■ **About this exercise**
Transcribe all the entries that follow, leaving nothing out.

(Stored data entries)

+-------+

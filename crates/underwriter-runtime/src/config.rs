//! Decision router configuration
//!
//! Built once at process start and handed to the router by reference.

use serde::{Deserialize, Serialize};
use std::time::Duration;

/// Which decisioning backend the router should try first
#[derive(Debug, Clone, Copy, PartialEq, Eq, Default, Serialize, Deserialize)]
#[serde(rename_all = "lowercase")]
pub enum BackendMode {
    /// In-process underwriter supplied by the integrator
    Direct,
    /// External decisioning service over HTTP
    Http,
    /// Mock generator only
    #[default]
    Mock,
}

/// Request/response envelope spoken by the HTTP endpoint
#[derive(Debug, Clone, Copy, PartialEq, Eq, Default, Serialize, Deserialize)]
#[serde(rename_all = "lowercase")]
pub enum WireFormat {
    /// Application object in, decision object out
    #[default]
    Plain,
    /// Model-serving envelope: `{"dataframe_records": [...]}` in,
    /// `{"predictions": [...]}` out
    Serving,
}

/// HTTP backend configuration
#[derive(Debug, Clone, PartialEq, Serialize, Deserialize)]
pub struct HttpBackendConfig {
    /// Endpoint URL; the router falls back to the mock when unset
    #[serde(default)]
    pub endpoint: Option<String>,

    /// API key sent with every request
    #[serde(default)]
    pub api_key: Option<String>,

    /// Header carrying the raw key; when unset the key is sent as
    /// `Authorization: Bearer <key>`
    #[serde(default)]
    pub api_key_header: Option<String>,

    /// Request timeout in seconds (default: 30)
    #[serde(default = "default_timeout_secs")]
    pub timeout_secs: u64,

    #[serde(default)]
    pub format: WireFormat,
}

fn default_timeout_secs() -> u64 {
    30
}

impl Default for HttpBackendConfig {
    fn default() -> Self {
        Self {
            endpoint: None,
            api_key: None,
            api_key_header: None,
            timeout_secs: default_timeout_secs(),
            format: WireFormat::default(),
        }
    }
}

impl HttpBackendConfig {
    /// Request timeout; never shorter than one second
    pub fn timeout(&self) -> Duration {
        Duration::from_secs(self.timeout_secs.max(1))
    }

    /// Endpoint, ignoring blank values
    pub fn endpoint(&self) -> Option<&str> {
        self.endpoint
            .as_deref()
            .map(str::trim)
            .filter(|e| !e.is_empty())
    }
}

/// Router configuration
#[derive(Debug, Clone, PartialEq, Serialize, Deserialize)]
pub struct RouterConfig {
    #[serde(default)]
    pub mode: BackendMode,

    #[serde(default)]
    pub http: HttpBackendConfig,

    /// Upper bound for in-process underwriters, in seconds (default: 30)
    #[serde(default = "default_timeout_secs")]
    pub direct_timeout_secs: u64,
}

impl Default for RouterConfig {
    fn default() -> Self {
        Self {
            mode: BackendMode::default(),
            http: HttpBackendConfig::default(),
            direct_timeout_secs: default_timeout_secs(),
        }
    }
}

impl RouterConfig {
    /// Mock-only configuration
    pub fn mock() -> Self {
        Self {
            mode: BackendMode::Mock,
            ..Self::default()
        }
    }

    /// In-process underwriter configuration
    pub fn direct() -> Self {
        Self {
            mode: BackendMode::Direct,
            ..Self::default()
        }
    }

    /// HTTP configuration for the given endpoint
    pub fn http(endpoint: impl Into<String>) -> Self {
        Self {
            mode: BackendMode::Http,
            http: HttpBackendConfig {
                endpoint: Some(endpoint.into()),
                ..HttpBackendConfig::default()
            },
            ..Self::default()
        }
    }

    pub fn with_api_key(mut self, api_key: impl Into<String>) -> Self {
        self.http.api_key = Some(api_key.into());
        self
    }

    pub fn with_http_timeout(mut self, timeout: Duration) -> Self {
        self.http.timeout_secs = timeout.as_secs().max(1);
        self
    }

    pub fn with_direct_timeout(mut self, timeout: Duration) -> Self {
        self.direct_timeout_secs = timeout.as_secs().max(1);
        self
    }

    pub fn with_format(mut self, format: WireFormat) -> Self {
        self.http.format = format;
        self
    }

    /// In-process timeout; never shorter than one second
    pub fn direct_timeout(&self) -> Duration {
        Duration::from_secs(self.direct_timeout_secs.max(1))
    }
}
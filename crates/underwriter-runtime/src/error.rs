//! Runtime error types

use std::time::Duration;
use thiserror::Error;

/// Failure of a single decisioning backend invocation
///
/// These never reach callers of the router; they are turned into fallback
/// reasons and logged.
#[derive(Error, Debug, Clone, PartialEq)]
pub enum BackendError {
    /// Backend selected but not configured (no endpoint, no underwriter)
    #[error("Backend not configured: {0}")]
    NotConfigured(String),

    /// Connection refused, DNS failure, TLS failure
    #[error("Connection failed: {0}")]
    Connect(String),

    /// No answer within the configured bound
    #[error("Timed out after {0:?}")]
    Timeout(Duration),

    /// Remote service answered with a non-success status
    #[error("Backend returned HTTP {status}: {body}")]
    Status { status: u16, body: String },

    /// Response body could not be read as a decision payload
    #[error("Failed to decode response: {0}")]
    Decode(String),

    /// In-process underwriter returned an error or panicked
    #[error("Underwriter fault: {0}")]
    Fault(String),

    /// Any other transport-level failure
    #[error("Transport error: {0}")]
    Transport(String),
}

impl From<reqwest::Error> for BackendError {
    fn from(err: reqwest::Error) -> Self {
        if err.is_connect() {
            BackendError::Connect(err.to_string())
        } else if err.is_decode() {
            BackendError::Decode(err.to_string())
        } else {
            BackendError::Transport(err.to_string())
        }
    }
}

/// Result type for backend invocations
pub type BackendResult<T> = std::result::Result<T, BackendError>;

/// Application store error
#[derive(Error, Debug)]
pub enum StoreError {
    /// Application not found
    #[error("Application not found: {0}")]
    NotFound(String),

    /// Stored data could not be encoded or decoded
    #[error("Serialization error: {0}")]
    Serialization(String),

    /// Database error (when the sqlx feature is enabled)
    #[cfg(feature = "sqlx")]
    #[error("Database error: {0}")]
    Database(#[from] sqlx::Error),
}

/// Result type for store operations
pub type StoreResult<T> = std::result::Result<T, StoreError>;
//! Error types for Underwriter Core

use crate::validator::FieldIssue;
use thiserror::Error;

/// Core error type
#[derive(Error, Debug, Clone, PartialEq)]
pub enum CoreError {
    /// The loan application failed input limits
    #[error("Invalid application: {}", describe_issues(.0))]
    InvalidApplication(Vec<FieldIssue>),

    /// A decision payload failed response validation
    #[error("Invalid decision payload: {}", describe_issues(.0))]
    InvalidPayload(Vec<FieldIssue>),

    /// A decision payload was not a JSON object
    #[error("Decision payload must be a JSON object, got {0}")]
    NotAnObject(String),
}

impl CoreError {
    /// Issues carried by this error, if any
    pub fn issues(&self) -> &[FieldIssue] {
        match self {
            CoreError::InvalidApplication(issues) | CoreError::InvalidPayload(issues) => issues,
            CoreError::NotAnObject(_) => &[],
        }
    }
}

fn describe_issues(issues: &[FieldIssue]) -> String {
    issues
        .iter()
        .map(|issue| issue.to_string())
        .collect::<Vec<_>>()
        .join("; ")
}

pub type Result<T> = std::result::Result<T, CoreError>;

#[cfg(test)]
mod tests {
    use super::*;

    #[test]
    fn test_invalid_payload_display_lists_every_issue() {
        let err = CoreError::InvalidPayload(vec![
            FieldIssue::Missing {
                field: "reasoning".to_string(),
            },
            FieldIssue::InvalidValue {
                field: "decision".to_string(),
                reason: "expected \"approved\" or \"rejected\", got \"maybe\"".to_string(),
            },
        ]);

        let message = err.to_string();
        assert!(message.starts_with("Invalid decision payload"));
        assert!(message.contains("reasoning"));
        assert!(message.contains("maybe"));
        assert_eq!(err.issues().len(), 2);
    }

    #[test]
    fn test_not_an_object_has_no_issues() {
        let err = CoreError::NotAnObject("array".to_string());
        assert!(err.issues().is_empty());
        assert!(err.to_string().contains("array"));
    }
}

+-------+

■ **Written response**
filename crates/underwriter-runtime/src/config.rs
//! Decision router configuration
//!
//! Built once at process start and handed to the router by reference.

use serde::{Deserialize, Serialize};
use std::time::Duration;

/// Which decisioning backend the router should try first
#[derive(Debug, Clone, Copy, PartialEq, Eq, Default, Serialize, Deserialize)]
#[serde(rename_all = "lowercase")]
pub enum BackendMode {
    /// In-process underwriter supplied by the integrator
    Direct,
    /// External decisioning service over HTTP
    Http,
    /// Mock generator only
    #[default]
    Mock,
}

/// Request/response envelope spoken by the HTTP endpoint
#[derive(Debug, Clone, Copy, PartialEq, Eq, Default, Serialize, Deserialize)]
#[serde(rename_all = "lowercase")]
pub enum WireFormat {
    /// Application object in, decision object out
    #[default]
    Plain,
    /// Model-serving envelope: `{"dataframe_records": [...]}` in,
    /// `{"predictions": [...]}` out
    Serving,
}

/// HTTP backend configuration
#[derive(Debug, Clone, PartialEq, Serialize, Deserialize)]
pub struct HttpBackendConfig {
    /// Endpoint URL; the router falls back to the mock when unset
    #[serde(default)]
    pub endpoint: Option<String>,

    /// API key sent with every request
    #[serde(default)]
    pub api_key: Option<String>,

    /// Header carrying the raw key; when unset the key is sent as
    /// `Authorization: Bearer <key>`
    #[serde(default)]
    pub api_key_header: Option<String>,

    /// Request timeout in seconds (default: 30)
    #[serde(default = "default_timeout_secs")]
    pub timeout_secs: u64,

    #[serde(default)]
    pub format: WireFormat,
}

fn default_timeout_secs() -> u64 {
    30
}

impl Default for HttpBackendConfig {
    fn default() -> Self {
        Self {
            endpoint: None,
            api_key: None,
            api_key_header: None,
            timeout_secs: default_timeout_secs(),
            format: WireFormat::default(),
        }
    }
}

impl HttpBackendConfig {
    /// Request timeout; never shorter than one second
    pub fn timeout(&self) -> Duration {
        Duration::from_secs(self.timeout_secs.max(1))
    }

    /// Endpoint, ignoring blank values
    pub fn endpoint(&self) -> Option<&str> {
        self.endpoint
            .as_deref()
            .map(str::trim)
            .filter(|e| !e.is_empty())
    }
}

/// Router configuration
#[derive(Debug, Clone, PartialEq, Serialize, Deserialize)]
pub struct RouterConfig {
    #[serde(default)]
    pub mode: BackendMode,

    #[serde(default)]
    pub http: HttpBackendConfig,

    /// Upper bound for in-process underwriters, in seconds (default: 30)
    #[serde(default = "default_timeout_secs")]
    pub direct_timeout_secs: u64,
}

impl Default for RouterConfig {
    fn default() -> Self {
        Self {
            mode: BackendMode::default(),
            http: HttpBackendConfig::default(),
            direct_timeout_secs: default_timeout_secs(),
        }
    }
}

impl RouterConfig {
    /// Mock-only configuration
    pub fn mock() -> Self {
        Self {
            mode: BackendMode::Mock,
            ..Self::default()
        }
    }

    /// In-process underwriter configuration
    pub fn direct() -> Self {
        Self {
            mode: BackendMode::Direct,
            ..Self::default()
        }
    }

    /// HTTP configuration for the given endpoint
    pub fn http(endpoint: impl Into<String>) -> Self {
        Self {
            mode: BackendMode::Http,
            http: HttpBackendConfig {
                endpoint: Some(endpoint.into()),
                ..HttpBackendConfig::default()
            },
            ..Self::default()
        }
    }

    pub fn with_api_key(mut self, api_key: impl Into<String>) -> Self {
        self.http.api_key = Some(api_key.into());
        self
    }

    pub fn with_http_timeout(mut self, timeout: Duration) -> Self {
        self.http.timeout_secs = timeout.as_secs().max(1);
        self
    }

    pub fn with_direct_timeout(mut self, timeout: Duration) -> Self {
        self.direct_timeout_secs = timeout.as_secs().max(1);
        self
    }

    pub fn with_format(mut self, format: WireFormat) -> Self {
        self.http.format = format;
        self
    }

    /// In-process timeout; never shorter than one second
    pub fn direct_timeout(&self) -> Duration {
        Duration::from_secs(self.direct_timeout_secs.max(1))
    }
}
filename crates/underwriter-runtime/src/error.rs
//! Runtime error types

use std::time::Duration;
use thiserror::Error;

/// Failure of a single decisioning backend invocation
///
/// These never reach callers of the router; they are turned into fallback
/// reasons and logged.
#[derive(Error, Debug, Clone, PartialEq)]
pub enum BackendError {
    /// Backend selected but not configured (no endpoint, no underwriter)
    #[error("Backend not configured: {0}")]
    NotConfigured(String),

    /// Connection refused, DNS failure, TLS failure
    #[error("Connection failed: {0}")]
    Connect(String),

    /// No answer within the configured bound
    #[error("Timed out after {0:?}")]
    Timeout(Duration),

    /// Remote service answered with a non-success status
    #[error("Backend returned HTTP {status}: {body}")]
    Status { status: u16, body: String },

    /// Response body could not be read as a decision payload
    #[error("Failed to decode response: {0}")]
    Decode(String),

    /// In-process underwriter returned an error or panicked
    #[error("Underwriter fault: {0}")]
    Fault(String),

    /// Any other transport-level failure
    #[error("Transport error: {0}")]
    Transport(String),
}

impl From<reqwest::Error> for BackendError {
    fn from(err: reqwest::Error) -> Self {
        if err.is_connect() {
            BackendError::Connect(err.to_string())
        } else if err.is_decode() {
            BackendError::Decode(err.to_string())
        } else {
            BackendError::Transport(err.to_string())
        }
    }
}

/// Result type for backend invocations
pub type BackendResult<T> = std::result::Result<T, BackendError>;

/// Application store error
#[derive(Error, Debug)]
pub enum StoreError {
    /// Application not found
    #[error("Application not found: {0}")]
    NotFound(String),

    /// Stored data could not be encoded or decoded
    #[error("Serialization error: {0}")]
    Serialization(String),

    /// Database error (when the sqlx feature is enabled)
    #[cfg(feature = "sqlx")]
    #[error("Database error: {0}")]
    Database(#[from] sqlx::Error),
}

/// Result type for store operations
pub type StoreResult<T> = std::result::Result<T, StoreError>;
//! Error types for Underwriter Core

use crate::validator::FieldIssue;
use thiserror::Error;

/// Core error type
#[derive(Error, Debug, Clone, PartialEq)]
pub enum CoreError {
    /// The loan application failed input limits
    #[error("Invalid application: {}", describe_issues(.0))]
    InvalidApplication(Vec<FieldIssue>),

    /// A decision payload failed response validation
    #[error("Invalid decision payload: {}", describe_issues(.0))]
    InvalidPayload(Vec<FieldIssue>),

    /// A decision payload was not a JSON object
    #[error("Decision payload must be a JSON object, got {0}")]
    NotAnObject(String),
}

impl CoreError {
    /// Issues carried by this error, if any
    pub fn issues(&self) -> &[FieldIssue] {
        match self {
            CoreError::InvalidApplication(issues) | CoreError::InvalidPayload(issues) => issues,
            CoreError::NotAnObject(_) => &[],
        }
    }
}

fn describe_issues(issues: &[FieldIssue]) -> String {
    issues
        .iter()
        .map(|issue| issue.to_string())
        .collect::<Vec<_>>()
        .join("; ")
}

pub type Result<T> = std::result::Result<T, CoreError>;

#[cfg(test)]
mod tests {
    use super::*;

    #[test]
    fn test_invalid_payload_display_lists_every_issue() {
        let err = CoreError::InvalidPayload(vec![
            FieldIssue::Missing {
                field: "reasoning".to_string(),
            },
            FieldIssue::InvalidValue {
                field: "decision".to_string(),
                reason: "expected \"approved\" or \"rejected\", got \"maybe\"".to_string(),
            },
        ]);

        let message = err.to_string();
        assert!(message.starts_with("Invalid decision payload"));
        assert!(message.contains("reasoning"));
        assert!(message.contains("maybe"));
        assert_eq!(err.issues().len(), 2);
    }

    #[test]
    fn test_not_an_object_has_no_issues() {
        let err = CoreError::NotAnObject("array".to_string());
        assert!(err.issues().is_empty());
        assert!(err.to_string().contains("array"));
    }
}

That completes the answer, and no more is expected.